- ASSIGNED TASK
Over all lines in the data below, count those holding "anyhow" and give only the result.

- SOURCE MATERIAL
>>>>>
//! npm dependency tables for generated package.json files

use super::config::{Navigation, ScaffoldConfig, StateManagement};

/// Dependencies every generated project gets
const BASE_DEPENDENCIES: &[(&str, &str)] = &[
    ("expo", "~52.0.0"),
    ("react", "18.3.1"),
    ("react-native", "0.76.9"),
    ("expo-status-bar", "~2.0.0"),
    ("expo-asset", "~11.0.1"),
    ("expo-font", "~13.0.1"),
    ("expo-splash-screen", "~0.29.16"),
    ("react-native-web", "0.19.13"),
    ("axios", "^1.6.5"),
    ("react-native-toast-message", "^2.2.0"),
    ("@react-native-async-storage/async-storage", "1.23.1"),
];

/// Added for the Expo Router navigation choice
const EXPO_ROUTER_DEPENDENCIES: &[(&str, &str)] = &[
    ("expo-router", "~4.0.0"),
    ("expo-linking", "~7.0.0"),
    ("expo-constants", "~17.0.0"),
    ("react-native-safe-area-context", "4.12.0"),
    ("react-native-screens", "~4.4.0"),
];

/// Added for the React Navigation choice
const REACT_NAVIGATION_DEPENDENCIES: &[(&str, &str)] = &[
    ("@react-navigation/native", "^6.1.9"),
    ("@react-navigation/native-stack", "^6.9.17"),
    ("react-native-safe-area-context", "4.12.0"),
    ("react-native-screens", "~4.4.0"),
];

/// Added for the Redux Toolkit state choice
const REDUX_DEPENDENCIES: &[(&str, &str)] =
    &[("@reduxjs/toolkit", "^2.0.1"), ("react-redux", "^9.0.4")];

/// Added for the Zustand state choice
const ZUSTAND_DEPENDENCIES: &[(&str, &str)] = &[("zustand", "^4.4.7")];

/// Added when the query cache is opted in
const TANSTACK_DEPENDENCIES: &[(&str, &str)] = &[("@tanstack/react-query", "^5.17.19")];

/// Dev dependencies are the same for every configuration
const DEV_DEPENDENCIES: &[(&str, &str)] = &[
    ("@babel/core", "^7.25.2"),
    ("@types/react", "~18.3.12"),
    ("typescript", "^5.3.3"),
    ("eslint", "^8.57.0"),
    ("eslint-config-expo", "^7.1.2"),
    ("eslint-config-prettier", "^9.1.0"),
    ("eslint-plugin-prettier", "^5.1.3"),
    ("prettier", "^3.2.4"),
];

pub fn navigation_dependencies(navigation: Navigation) -> &'static [(&'static str, &'static str)] {
    match navigation {
        Navigation::ExpoRouter => EXPO_ROUTER_DEPENDENCIES,
        Navigation::ReactNavigation => REACT_NAVIGATION_DEPENDENCIES,
    }
}

pub fn state_dependencies(state: StateManagement) -> &'static [(&'static str, &'static str)] {
    match state {
        StateManagement::ReduxToolkit => REDUX_DEPENDENCIES,
        StateManagement::Zustand => ZUSTAND_DEPENDENCIES,
        StateManagement::None => &[],
    }
}

/// Runtime dependency list for a configuration, in package.json key order.
///
/// Key sets of the merged groups never overlap, so the merge is order-
/// independent; base-first is the order the keys appear in the manifest.
pub fn dependencies(config: &ScaffoldConfig) -> Vec<(&'static str, &'static str)> {
    let mut deps = BASE_DEPENDENCIES.to_vec();
    deps.extend_from_slice(navigation_dependencies(config.navigation));
    deps.extend_from_slice(state_dependencies(config.state_management));
    if config.include_query_cache {
        deps.extend_from_slice(TANSTACK_DEPENDENCIES);
    }
    deps
}

/// Dev dependency list, identical for every configuration
pub fn dev_dependencies() -> &'static [(&'static str, &'static str)] {
    DEV_DEPENDENCIES
}
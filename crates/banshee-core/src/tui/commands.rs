//! Command flows wiring prompts, planning, and realization together

use crate::error::ScaffoldError;
use crate::inspect;
use crate::install;
use crate::realize;
use crate::scaffold::{self, EntityKind};
use crate::tui::prompts::{self, InitOptions};
use anyhow::Result;
use colored::Colorize;
use std::path::Path;

/// Create a new project in `<cwd>/<project_name>`.
pub async fn run_init(project_name: &str, opts: InitOptions) -> Result<()> {
    cliclack::intro(format!("Creating a new Expo app: {}", project_name))?;

    let target = std::env::current_dir()?.join(project_name);
    if target.exists() {
        cliclack::log::error(format!("Directory {} already exists!", project_name))?;
        return Err(ScaffoldError::TargetExists { path: target }.into());
    }

    let config = prompts::resolve_config(&opts)?;
    let plan = scaffold::plan_project(&config, project_name)?;

    let spinner = cliclack::spinner();
    spinner.start("Creating project structure...");
    match realize::realize(&plan, &target).await {
        Ok(()) => spinner.stop("Project structure created!"),
        Err(e) => {
            spinner.stop("Failed to create project");
            return Err(e);
        }
    }

    if opts.skip_install {
        cliclack::log::info("Skipping dependency installation")?;
    } else {
        install_step(&target).await?;
    }

    print_next_steps(project_name)
}

async fn install_step(target: &Path) -> Result<()> {
    if install::npm_version().is_none() {
        cliclack::log::error("npm is not installed")?;
        anyhow::bail!("Install Node.js from https://nodejs.org and try again.");
    }

    let spinner = cliclack::spinner();
    spinner.start("Installing dependencies...");
    match install::install_dependencies(target).await {
        Ok(()) => {
            spinner.stop("Dependencies installed!");
            Ok(())
        }
        Err(e) => {
            spinner.stop("Failed to install dependencies");
            Err(e)
        }
    }
}

fn print_next_steps(project_name: &str) -> Result<()> {
    cliclack::log::success(format!(
        "✨ Project {} created successfully!",
        project_name
    ))?;

    println!();
    println!("  To get started:");
    println!();
    println!("  cd {}", project_name);
    println!("  npx expo start");
    println!();

    cliclack::outro("Happy coding!")?;

    Ok(())
}

/// Add one entity to the project in the current directory.
pub async fn run_add(kind: EntityKind, raw_name: &str) -> Result<()> {
    let root = std::env::current_dir()?;
    let name = scaffold::entity_name(kind, raw_name);
    let guard = scaffold::target_path(kind, raw_name);

    if root.join(&guard).exists() {
        cliclack::log::error(format!("{} {} already exists!", kind.display_name(), name))?;
        return Err(ScaffoldError::TargetExists {
            path: root.join(&guard),
        }
        .into());
    }

    cliclack::log::info(format!("Creating {}: {}", kind.noun(), name))?;

    let plan = scaffold::plan_entity(kind, raw_name);
    realize::realize_into(&plan, &root, &guard).await?;

    cliclack::log::success(format!(
        "{} {} created successfully!",
        kind.display_name(),
        name
    ))?;
    cliclack::log::info(format!("Location: {}", guard.display()))?;

    Ok(())
}

/// Print the module listing for the project in the current directory.
pub fn run_list_modules() -> Result<()> {
    let root = std::env::current_dir()?;

    let entries = match inspect::list_modules(&root) {
        Ok(entries) => entries,
        Err(e) => {
            if matches!(
                e.downcast_ref::<ScaffoldError>(),
                Some(ScaffoldError::MissingModulesDir { .. })
            ) {
                cliclack::log::error("src/modules directory not found!")?;
                cliclack::log::info("Make sure you are in the project root directory.")?;
            }
            return Err(e);
        }
    };

    if entries.is_empty() {
        cliclack::log::info("No modules found.")?;
        cliclack::log::info("Create one with: npx banshee add-module <module-name>")?;
        return Ok(());
    }

    println!();
    println!("{}", "Available Modules:".blue());
    println!();
    for (index, entry) in entries.iter().enumerate() {
        println!("  {}. {}", index + 1, entry.name.green());
        if !entry.folders.is_empty() {
            println!("     {} {}", "└─".dimmed(), entry.folders.join(", "));
        }
    }
    println!();

    Ok(())
}

/// Print the project summary for the current directory.
pub fn run_info() -> Result<()> {
    let root = std::env::current_dir()?;

    let info = match inspect::read_project_info(&root) {
        Ok(info) => info,
        Err(e) => {
            if matches!(
                e.downcast_ref::<ScaffoldError>(),
                Some(ScaffoldError::MissingManifest { .. })
            ) {
                cliclack::log::error("package.json not found!")?;
                cliclack::log::info("Make sure you are in the project root directory.")?;
            }
            return Err(e);
        }
    };

    println!();
    println!("{}", "📦 Project Information:".blue());
    println!();
    println!("  {} {}", "Name:".bold(), info.name);
    println!("  {} {}", "Version:".bold(), info.version);
    println!(
        "  {} {}",
        "Navigation:".bold(),
        info.navigation
            .map(|n| n.display_name())
            .unwrap_or("Not configured")
    );
    println!("  {} {}", "State Management:".bold(), info.state_management);
    println!(
        "  {} {}",
        "TanStack Query:".bold(),
        if info.has_query_cache { "Yes" } else { "No" }
    );

    println!();
    println!("{}", "📚 Installed Libraries:".blue());
    println!();
    for (name, version) in &info.installed {
        println!("  {} {} {}", "✓".green(), name, version.dimmed());
    }
    println!();

    Ok(())
}
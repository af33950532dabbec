//! Typed errors shared across scaffold operations

use std::path::PathBuf;
use thiserror::Error;

/// Failure cases callers branch on.
///
/// Plain I/O failures are reported through `anyhow` with the failing path
/// attached as context; these variants carry the cases with distinct user
/// messaging or exit behavior.
#[derive(Debug, Error)]
pub enum ScaffoldError {
    /// The file or directory a plan would create is already on disk
    #[error("target already exists: {}", .path.display())]
    TargetExists { path: PathBuf },

    /// No package.json where a project manifest was expected
    #[error("package.json not found in {}", .path.display())]
    MissingManifest { path: PathBuf },

    /// No src/modules directory under the project root
    #[error("src/modules directory not found in {}", .path.display())]
    MissingModulesDir { path: PathBuf },

    /// npm install ran but exited non-zero
    #[error("npm install failed with exit code {code}")]
    InstallFailed { code: i32 },
}
//! User-facing scaffold choices

use clap::ValueEnum;
use std::fmt;

/// Navigation library wired into the generated app
#[derive(Debug, Clone, Copy, PartialEq, Eq, Hash, ValueEnum)]
pub enum Navigation {
    ExpoRouter,
    ReactNavigation,
}

impl Navigation {
    pub fn display_name(&self) -> &'static str {
        match self {
            Navigation::ExpoRouter => "Expo Router",
            Navigation::ReactNavigation => "React Navigation",
        }
    }
}

impl fmt::Display for Navigation {
    fn fmt(&self, f: &mut fmt::Formatter<'_>) -> fmt::Result {
        write!(f, "{}", self.display_name())
    }
}

/// State management library wired into the generated app
#[derive(Debug, Clone, Copy, PartialEq, Eq, Hash, ValueEnum)]
pub enum StateManagement {
    ReduxToolkit,
    Zustand,
    None,
}

impl StateManagement {
    pub fn display_name(&self) -> &'static str {
        match self {
            StateManagement::ReduxToolkit => "Redux Toolkit",
            StateManagement::Zustand => "Zustand",
            StateManagement::None => "None",
        }
    }
}

impl fmt::Display for StateManagement {
    fn fmt(&self, f: &mut fmt::Formatter<'_>) -> fmt::Result {
        write!(f, "{}", self.display_name())
    }
}

/// Immutable set of choices driving every branch of project planning
#[derive(Debug, Clone, Copy, PartialEq, Eq)]
pub struct ScaffoldConfig {
    pub navigation: Navigation,
    pub state_management: StateManagement,
    pub include_query_cache: bool,
}

impl Default for ScaffoldConfig {
    fn default() -> Self {
        Self {
            navigation: Navigation::ExpoRouter,
            state_management: StateManagement::ReduxToolkit,
            include_query_cache: true,
        }
    }
}
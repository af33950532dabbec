//! Template bodies embedded at compile time
//!
//! Project bodies land verbatim in the generated tree; entity bodies carry
//! `{{name}}` and `{{route}}` markers substituted at plan time.

/// Root layout for the Expo Router choice
pub const LAYOUT_EXPO_ROUTER: &str =
    include_str!("../../templates/project/layout_expo_router.tsx");

/// Root layout for the React Navigation choice
pub const LAYOUT_REACT_NAVIGATION: &str =
    include_str!("../../templates/project/layout_react_navigation.tsx");

/// Home screen, generated only alongside Expo Router
pub const HOME_SCREEN: &str = include_str!("../../templates/project/home_screen.tsx");

/// Axios client with auth and toast interceptors
pub const API_CLIENT: &str = include_str!("../../templates/project/api_client.ts");

/// TanStack Query client configuration
pub const QUERY_CLIENT: &str = include_str!("../../templates/project/query_client.ts");

/// Redux auth slice
pub const AUTH_SLICE: &str = include_str!("../../templates/project/auth_slice.ts");

/// Redux store wiring
pub const REDUX_STORE: &str = include_str!("../../templates/project/redux_store.ts");

/// Typed Redux hooks
pub const REDUX_HOOKS: &str = include_str!("../../templates/project/redux_hooks.ts");

/// Zustand auth store
pub const AUTH_STORE: &str = include_str!("../../templates/project/auth_store.ts");

/// Barrel file re-exporting the Redux store pieces
pub const REDUX_INDEX: &str =
    "export * from './store';\nexport * from './hooks';\nexport * from './authSlice';";

/// Barrel file re-exporting the Zustand store
pub const ZUSTAND_INDEX: &str = "export * from './authStore';";

/// .gitignore body; trimmed of surrounding whitespace at plan time
pub const GITIGNORE: &str = include_str!("../../templates/project/gitignore");

/// .eslintrc.js body
pub const ESLINTRC: &str = include_str!("../../templates/project/eslintrc.js");

/// .prettierignore body; trimmed of surrounding whitespace at plan time
pub const PRETTIERIGNORE: &str = include_str!("../../templates/project/prettierignore");

/// Screen boilerplate
pub const SCREEN: &str = include_str!("../../templates/entity/screen.tsx");

/// Component boilerplate with a props interface
pub const COMPONENT: &str = include_str!("../../templates/entity/component.tsx");

/// Service boilerplate with fetch-based CRUD calls
pub const SERVICE: &str = include_str!("../../templates/entity/service.ts");

/// Hook boilerplate with state and effect wiring
pub const HOOK: &str = include_str!("../../templates/entity/hook.ts");

/// Substitute the `{{name}}` marker in an entity body
pub fn render_named(template: &str, name: &str) -> String {
    template.replace("{{name}}", name)
}

/// Substitute `{{name}}` and the lowercased `{{route}}` segment in the service body
pub fn render_service(template: &str, name: &str) -> String {
    template
        .replace("{{name}}", name)
        .replace("{{route}}", &name.to_lowercase())
}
<<<<<
- ANSWER SECTION
3